Heart Berries: A Memoir(7)
We fought for hours, and I didn’t say that my mother had spent her life waiting for service. I waited with her in cafés for an order of french fries or something small we could afford. White women didn’t greet her or consider our time. We walked into places and sometimes men heckled me. I said I was twelve, and they often didn’t believe me. My mother and I found solace, driving hours out of our neighborhood, where being Indian was not much of a crime. If I told you that, I would also need to stop and note the significance of so many other things.
My mind is overwhelmed with breakfast alone. I don’t eat for days so you can run your hands over my ribcage. You told me that you always want to eat ribs afterward. I don’t eat for days because I can’t afford it. The meal I order after being fucked, by you, or anyone, is something earned. Men objectify me, to such a degree that they forget I eat. You feed your dog more kindly than you feed me. That’s men.
That was also my problem: an inability to distinguish you from other men when I am angry. I’m sorry. If only you could see how little I need in this hospital.
I have been vulnerable, but I have never felt this threatened before. I thought I knew what the worst outcomes could be, until I ended up here. I didn’t know not being enough, or being so wrong about someone, would feel this way.
You got the message I asked my friend to relay. You left me a message, and the nurses said you sounded concerned. I called you from the community phone, but you were not available. I don’t even know what to say, so I ask you to visit me. I hope that when you get my message you are alone. Nobody would advise you seeing me. You are capable of a finality I can’t exact.
I sat in the reading room for five hours watching women color. The women in here take coloring seriously. They’re territorial over the colors.
“That’s an earthy green,” Patricia said to me. “You should use something brighter.”
Patricia looked bothered by my work. She was an apple-faced older woman, with white hair and a soft voice. She was taken here against her will, so she had no clothes of her own. Her breasts hung low in her gown.
“I don’t know, Patricia,” Laurie said. “It’s kind of like a rich, lustery green. That’s how green stems are.”
Patricia smiled and passed me the right color.

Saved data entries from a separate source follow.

//! Faction reputation management.
//!
//! Level moves are single steps on the seven-point scale; a step past
//! either end is declined and the record keeps its version.

use std::sync::Arc;

use tracing::info;

use garrison_domain::{
    DomainEvent, OrganizationId, Reputation, ReputationId, ReputationLevel,
};

use crate::infrastructure::ports::{EventBusPort, OrganizationRepo, ReputationRepo};
use crate::use_cases::management::ManagementError;

pub struct ReputationCrud {
    reputation: Arc<dyn ReputationRepo>,
    organizations: Arc<dyn OrganizationRepo>,
    events: Arc<dyn EventBusPort>,
}

impl ReputationCrud {
    pub fn new(
        reputation: Arc<dyn ReputationRepo>,
        organizations: Arc<dyn OrganizationRepo>,
        events: Arc<dyn EventBusPort>,
    ) -> Self {
        Self {
            reputation,
            organizations,
            events,
        }
    }

    pub async fn create(
        &self,
        organization_id: OrganizationId,
        faction_name: impl Into<String>,
        level: ReputationLevel,
        description: Option<String>,
    ) -> Result<Reputation, ManagementError> {
        let mut organization = self
            .organizations
            .get(organization_id)
            .await?
            .ok_or_else(|| ManagementError::not_found("GuardOrganization", organization_id))?;

        let mut entry = Reputation::new(organization_id, faction_name, level)?;
        if let Some(description) = description {
            entry = entry.with_description(description);
        }

        // Record before reference.
        self.reputation.save(&entry).await?;
        if organization.link_reputation(entry.id()) {
            self.organizations.save(&organization).await?;
        }
        info!(
            organization_id = %organization_id,
            reputation_id = %entry.id(),
            faction = entry.name(),
            "Created reputation entry"
        );
        self.publish_changed(organization_id, entry.id());
        Ok(entry)
    }

    pub async fn get(&self, id: ReputationId) -> Result<Option<Reputation>, ManagementError> {
        Ok(self.reputation.get(id).await?)
    }

    pub async fn list_for_organization(
        &self,
        organization_id: OrganizationId,
    ) -> Result<Vec<Reputation>, ManagementError> {
        Ok(self.reputation.list_for_organization(organization_id).await?)
    }

    pub async fn update(
        &self,
        id: ReputationId,
        faction_name: Option<String>,
        description: Option<String>,
    ) -> Result<Reputation, ManagementError> {
        let mut entry = self.load(id).await?;
        if let Some(faction_name) = faction_name {
            entry.set_name(faction_name)?;
        }
        if let Some(description) = description {
            entry.set_description(description);
        }
        self.reputation.save(&entry).await?;
        self.publish_changed(entry.organization_id(), id);
        Ok(entry)
    }

    /// Delete the entry, removing the owner's reference first.
    pub async fn delete(&self, id: ReputationId) -> Result<(), ManagementError> {
        let entry = self.load(id).await?;
        let organization_id = entry.organization_id();

        if let Some(mut organization) = self.organizations.get(organization_id).await? {
            if organization.unlink_reputation(id) {
                self.organizations.save(&organization).await?;
            }
        }
        self.reputation.delete(id).await?;
        info!(organization_id = %organization_id, reputation_id = %id, "Deleted reputation entry");
        self.publish_changed(organization_id, id);
        Ok(())
    }

    /// Step one level toward Allied. Declined at the top of the scale.
    pub async fn improve(&self, id: ReputationId) -> Result<Reputation, ManagementError> {
        let mut entry = self.load(id).await?;
        entry.improve()?;
        self.reputation.save(&entry).await?;
        self.publish_changed(entry.organization_id(), id);
        Ok(entry)
    }

    /// Step one level toward Enemies. Declined at the bottom of the scale.
    pub async fn worsen(&self, id: ReputationId) -> Result<Reputation, ManagementError> {
        let mut entry = self.load(id).await?;
        entry.worsen()?;
        self.reputation.save(&entry).await?;
        self.publish_changed(entry.organization_id(), id);
        Ok(entry)
    }

    /// Jump straight to a numeric level (1-7), validating the value.
    pub async fn set_level(&self, id: ReputationId, value: i32) -> Result<Reputation, ManagementError> {
        let level = ReputationLevel::from_value(value)?;
        let mut entry = self.load(id).await?;
        entry.set_level(level);
        self.reputation.save(&entry).await?;
        self.publish_changed(entry.organization_id(), id);
        Ok(entry)
    }

    async fn load(&self, id: ReputationId) -> Result<Reputation, ManagementError> {
        self.reputation
            .get(id)
            .await?
            .ok_or_else(|| ManagementError::not_found("Reputation", id))
    }

    fn publish_changed(&self, organization_id: OrganizationId, reputation_id: ReputationId) {
        self.events.publish(DomainEvent::ReputationChanged {
            organization_id,
            reputation_id,
        });
    }
}

#[cfg(test)]
mod tests {
    use super::*;
    use garrison_domain::{GuardOrganization, StatBlock};

    use crate::infrastructure::ports::{
        MockEventBusPort, MockOrganizationRepo, MockReputationRepo,
    };

    struct Mocks {
        reputation: MockReputationRepo,
        organizations: MockOrganizationRepo,
        events: MockEventBusPort,
    }

    impl Mocks {
        fn new() -> Self {
            Self {
                reputation: MockReputationRepo::new(),
                organizations: MockOrganizationRepo::new(),
                events: MockEventBusPort::new(),
            }
        }

        fn into_crud(self) -> ReputationCrud {
            ReputationCrud::new(
                Arc::new(self.reputation),
                Arc::new(self.organizations),
                Arc::new(self.events),
            )
        }
    }

    fn entry_at(level: ReputationLevel) -> Reputation {
        Reputation::new(OrganizationId::new(), "Thieves' Guild", level).unwrap()
    }

    #[tokio::test]
    async fn improve_steps_one_level_and_saves() {
        let entry = entry_at(ReputationLevel::Neutral);
        let id = entry.id();

        let mut mocks = Mocks::new();
        let entry_clone = entry.clone();
        mocks
            .reputation
            .expect_get()
            .returning(move |_| Ok(Some(entry_clone.clone())));
        mocks
            .reputation
            .expect_save()
            .withf(|e| e.level() == ReputationLevel::Friendly)
            .times(1)
            .returning(|_| Ok(()));
        mocks.events.expect_publish().times(1).return_const(());

        let crud = mocks.into_crud();
        let updated = crud.improve(id).await.unwrap();
        assert_eq!(updated.level().modifier(), 1);
        assert!(updated.can_trade());
    }

    #[tokio::test]
    async fn improve_past_allied_is_declined_without_save() {
        let entry = entry_at(ReputationLevel::Allied);
        let id = entry.id();

        let mut mocks = Mocks::new();
        let entry_clone = entry.clone();
        mocks
            .reputation
            .expect_get()
            .returning(move |_| Ok(Some(entry_clone.clone())));
        mocks.reputation.expect_save().never();
        mocks.events.expect_publish().never();

        let crud = mocks.into_crud();
        let result = crud.improve(id).await;
        assert!(matches!(result, Err(ManagementError::Domain(_))));
    }

    #[tokio::test]
    async fn set_level_rejects_values_off_the_scale() {
        let mut mocks = Mocks::new();
        mocks.reputation.expect_get().never();
        mocks.reputation.expect_save().never();

        let crud = mocks.into_crud();
        let result = crud.set_level(ReputationId::new(), 8).await;
        assert!(matches!(result, Err(ManagementError::Domain(_))));
    }

    #[tokio::test]
    async fn create_links_the_owner_reference() {
        let org = GuardOrganization::new("City Watch", StatBlock::new()).unwrap();
        let organization_id = org.id();

        let mut mocks = Mocks::new();
        let org_clone = org.clone();
        mocks
            .organizations
            .expect_get()
            .returning(move |_| Ok(Some(org_clone.clone())));
        mocks.reputation.expect_save().times(1).returning(|_| Ok(()));
        mocks
            .organizations
            .expect_save()
            .withf(|o| o.reputation().len() == 1)
            .times(1)
            .returning(|_| Ok(()));
        mocks.events.expect_publish().times(1).return_const(());

        let crud = mocks.into_crud();
        let entry = crud
            .create(
                organization_id,
                "Merchant League",
                ReputationLevel::Friendly,
                None,
            )
            .await
            .unwrap();
        assert!(entry.can_request_aid());
    }
}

Laurie told me that I should color and speak to the other women and never watch the TV because they write that stuff down. She doesn’t want to be released because she is homeless. She tried to kill herself with pills, and by some magic, she was discovered on the floor in her own vomit. She was living in transitional housing, and the suicide attempt wasn’t an issue, but when the emergency responders searched her room, they found pills, which had been prescribed, along with two beer cans. They had a strict rule about alcohol. She was notified with a little sticky note from the nurses that she could no longer live in her home, and that someone else would inhabit her studio by the time she got out.
“Tallboys?” I asked.
“No,” she said. “It was two small cans.”
Patricia hovered over her own flower to disengage from our talk.
“I didn’t try anything,” I said. “I usually do try something when I get this bad. I usually take pills and vomit or something.”
Laurie’s hair made me nostalgic for my childhood. It was auburn and permed and gelled into a crunchy lion’s mane.
What I color is inside the lines and cute. A teacher’s assistant in grade one asked me to draw a spoon. I took my time and drew an elaborate rainbow in its silhouette. I gave it a mouth and legs. She told me that passing relied on my ability to just draw a spoon, then she handed me another paper. I used to forgetfully bring things home from school to show my father, years after he left.
I have some memories of him painting. He held me tight in the cold of the basement. I used to sit on his lap for hours while he worked.
“Look,” he said, pointing to one of his birds. “What do you see?”
“Eagle,” I said.
“Mother,” he said.
He looked a lot like Jim from Taxi. He had long, coarse hair, and he always wore light blue denim with an old baseball tee. He was lean, and my mother had a thing for tall, lean men.
I feel like I don’t belong here, Casey. I feel like nothing here has helped. The psychiatrist advised against me leaving and threatened to get the courts involved. So I tried to engage myself with every material and exercise. They give each woman a large pink book that asks numerous questions to help parse out all the things that led up to their unraveling. The latter half of the book tries to wind the reader back together, asking them to find better ways to cope: Stop and think before you do something you regret. I don’t like neat narratives or formulas.
I go to group therapy. It is quite intense, because holy shit there are a lot of women in the group who can articulate why they are here.
“It’s been forty years of silence for me,” said Laurie. “My father raped me from age six to ten.”
The group counselor said that one must forgive for one’s self and not for the perpetrator. This made little-to-no sense in my mind. We’re all on meds here, most of us are half zombie and half antsy: a weird mix. In white culture, forgiveness is synonymous with letting go. In my culture, I believe we carry pain until we can reconcile with it through ceremony. Pain is not framed like a problem with a solution. I don’t even know that white people see transcendence the way we do. I’m not sure that their dichotomies apply to me.